We’ve talked about how your computer gets places on the Internet.  Now let’s talk about how your computer, well, works!  How does Linux® do its thing, aside from  typing commands at the command line?  It’s called the kernel and it’s the core (or kernel) of the operation of your system.

So it’s not like the kernel of your popcorn, it’s more like the thing in the middle.  Like Nick Fury.  He’s always in the middle of the Avengers keeping things going.  Or making things go.  He’s always up to something.

Nick Fury

Nick Fury

He showed up with that helicarrier at the end of The Age of Ultron, didn’t he? He made that happen and got the Avengers (and the towns people) from the flying in the sky town (something I never want to see) and on to safety.
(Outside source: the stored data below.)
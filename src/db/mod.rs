//! Database module for SQLite persistence.

pub mod connection;
pub mod repository;
pub mod schema;

pub use connection::{DbConfig, DbConn, DbPool, run_migrations};
pub use repository::{
    AccountRepoError, CommentRepository, ContentRepoError, MixChanges, MixRepository, NewComment,
    NewMix, NewUser, PlayRepository, ProfileChanges, ProfileRepository, SessionRepository,
    StreamRepository, UserRepository,
};
//! HTTP client for the managed live-video provider.
//!
//! The provider owns the whole stream lifecycle (allocation, ingest status,
//! teardown); this client is a thin request/response wrapper. Streams are
//! tagged with the owning user through the provider's passthrough field so
//! listings can be filtered back to our users.

use serde::{Deserialize, Serialize};
use thiserror::Error;

use crate::config::LiveConfig;

/// Errors from the live-video provider.
#[derive(Debug, Error)]
pub enum LiveError {
    #[error("Video provider request failed: {0}")]
    Transport(#[from] reqwest::Error),

    #[error("Video provider rejected the request ({status}): {message}")]
    Api { status: u16, message: String },
}

/// Owner metadata carried in the provider's passthrough field.
#[derive(Debug, Clone, PartialEq, Eq, Serialize, Deserialize)]
pub struct StreamTag {
    pub user_id: i32,
    pub username: String,
}

impl StreamTag {
    pub fn encode(&self) -> String {
        // Serialization of two plain fields cannot fail.
        serde_json::to_string(self).unwrap_or_default()
    }

    pub fn decode(raw: &str) -> Option<Self> {
        serde_json::from_str(raw).ok()
    }
}

#[derive(Debug, Clone, Deserialize)]
pub struct PlaybackId {
    pub id: String,
}

/// A live-stream resource as reported by the provider.
#[derive(Debug, Clone, Deserialize)]
pub struct ProviderStream {
    pub id: String,
    pub status: String,
    #[serde(default)]
    pub stream_key: Option<String>,
    #[serde(default)]
    pub playback_ids: Vec<PlaybackId>,
    #[serde(default)]
    pub passthrough: Option<String>,
}

impl ProviderStream {
    /// Whether the stream is currently ingesting.
    pub fn is_live(&self) -> bool {
        self.status == "active"
    }

    /// The owner tag, when the stream was created by us.
    pub fn tag(&self) -> Option<StreamTag> {
        self.passthrough.as_deref().and_then(StreamTag::decode)
    }

    /// First public playback id, when one exists.
    pub fn playback_id(&self) -> Option<&str> {
        self.playback_ids.first().map(|p| p.id.as_str())
    }
}

#[derive(Debug, Serialize)]
struct CreateStreamBody {
    playback_policy: Vec<&'static str>,
    passthrough: String,
}

#[derive(Debug, Deserialize)]
struct DataEnvelope<T> {
    data: T,
}

/// Thin client over the provider's live-stream resource.
#[derive(Clone)]
pub struct LiveClient {
    http: reqwest::Client,
    config: LiveConfig,
}

impl LiveClient {
    /// Create a new client from the configured token pair.
    pub fn new(config: LiveConfig) -> Self {
        Self {
            http: reqwest::Client::new(),
            config,
        }
    }

    fn endpoint(&self, path: &str) -> String {
        format!("{}/{}", self.config.base_url.trim_end_matches('/'), path)
    }

    /// Ask the provider to allocate a new live stream tagged with the owner.
    pub async fn create_stream(&self, tag: &StreamTag) -> Result<ProviderStream, LiveError> {
        let body = CreateStreamBody {
            playback_policy: vec!["public"],
            passthrough: tag.encode(),
        };

        let response = self
            .http
            .post(self.endpoint("live-streams"))
            .basic_auth(&self.config.key_id, Some(&self.config.secret))
            .json(&body)
            .send()
            .await?;

        if !response.status().is_success() {
            return Err(LiveError::Api {
                status: response.status().as_u16(),
                message: response.text().await.unwrap_or_default(),
            });
        }

        let envelope: DataEnvelope<ProviderStream> = response.json().await?;
        Ok(envelope.data)
    }

    /// List all of our live-stream resources at the provider.
    pub async fn list_streams(&self) -> Result<Vec<ProviderStream>, LiveError> {
        let response = self
            .http
            .get(self.endpoint("live-streams"))
            .basic_auth(&self.config.key_id, Some(&self.config.secret))
            .send()
            .await?;

        if !response.status().is_success() {
            return Err(LiveError::Api {
                status: response.status().as_u16(),
                message: response.text().await.unwrap_or_default(),
            });
        }

        let envelope: DataEnvelope<Vec<ProviderStream>> = response.json().await?;
        Ok(envelope.data)
    }

    /// Delete a live-stream resource by provider id.
    pub async fn delete_stream(&self, stream_id: &str) -> Result<(), LiveError> {
        let response = self
            .http
            .delete(self.endpoint(&format!("live-streams/{}", stream_id)))
            .basic_auth(&self.config.key_id, Some(&self.config.secret))
            .send()
            .await?;

        if !response.status().is_success() {
            return Err(LiveError::Api {
                status: response.status().as_u16(),
                message: response.text().await.unwrap_or_default(),
            });
        }

        Ok(())
    }
}

#[cfg(test)]
mod tests {
    use super::*;

    fn stream(status: &str, passthrough: Option<&str>) -> ProviderStream {
        ProviderStream {
            id: "st-1".into(),
            status: status.into(),
            stream_key: Some("key".into()),
            playback_ids: vec![PlaybackId { id: "pb-1".into() }],
            passthrough: passthrough.map(str::to_owned),
        }
    }

    #[test]
    fn test_tag_round_trip() {
        let tag = StreamTag {
            user_id: 42,
            username: "alice".into(),
        };
        assert_eq!(StreamTag::decode(&tag.encode()), Some(tag));
    }

    #[test]
    fn test_only_active_streams_are_live() {
        assert!(stream("active", None).is_live());
        assert!(!stream("idle", None).is_live());
        assert!(!stream("disabled", None).is_live());
    }

    #[test]
    fn test_tag_tolerates_foreign_passthrough() {
        assert!(stream("active", Some("not ours")).tag().is_none());
        let tagged = stream("active", Some(r#"{"user_id":1,"username":"a"}"#));
        assert_eq!(tagged.tag().map(|t| t.user_id), Some(1));
    }

    #[test]
    fn test_endpoint_joins_cleanly() {
        let client = LiveClient::new(LiveConfig {
            base_url: "https://api.example.com/video/v1/".into(),
            key_id: "k".into(),
            secret: "s".into(),
        });
        assert_eq!(
            client.endpoint("live-streams"),
            "https://api.example.com/video/v1/live-streams"
        );
    }
}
That’s what the kernel does.  It’s in between the hardware and the software.  Like this picture:

What the Kernel Does

What the Kernel Does

Linus Torvalds made the first Linux® kernel in 1991 for his own system. These days it runs on all sorts of things, but back then, he just wanted something for his own computer.

So how does it control your hardware?  It uses things called device drivers.  It lets you type on your keyboard and have it show up on a screen, or print to a printer, or read a CD, or read a USB, or… you get the idea.  It’s really flexible.

The kernel is also  modular.  That means that it isn’t one huge thing that keeps things going, but it’s made up of lots of little systems that put it all together and make it go.

It’s kind of like a Death Star built from Legos.  It needs all the parts together to make it a Death Star, but you can leave pieces off and still mostly have a Death Star.  You can add pieces to it and it’ll be a Death Star with more abilities.  Like if someone added an ice cream maker to the Death Star.  Or a spa for the emperor.  It’s still the Death Star and still acts like it, it’s just more!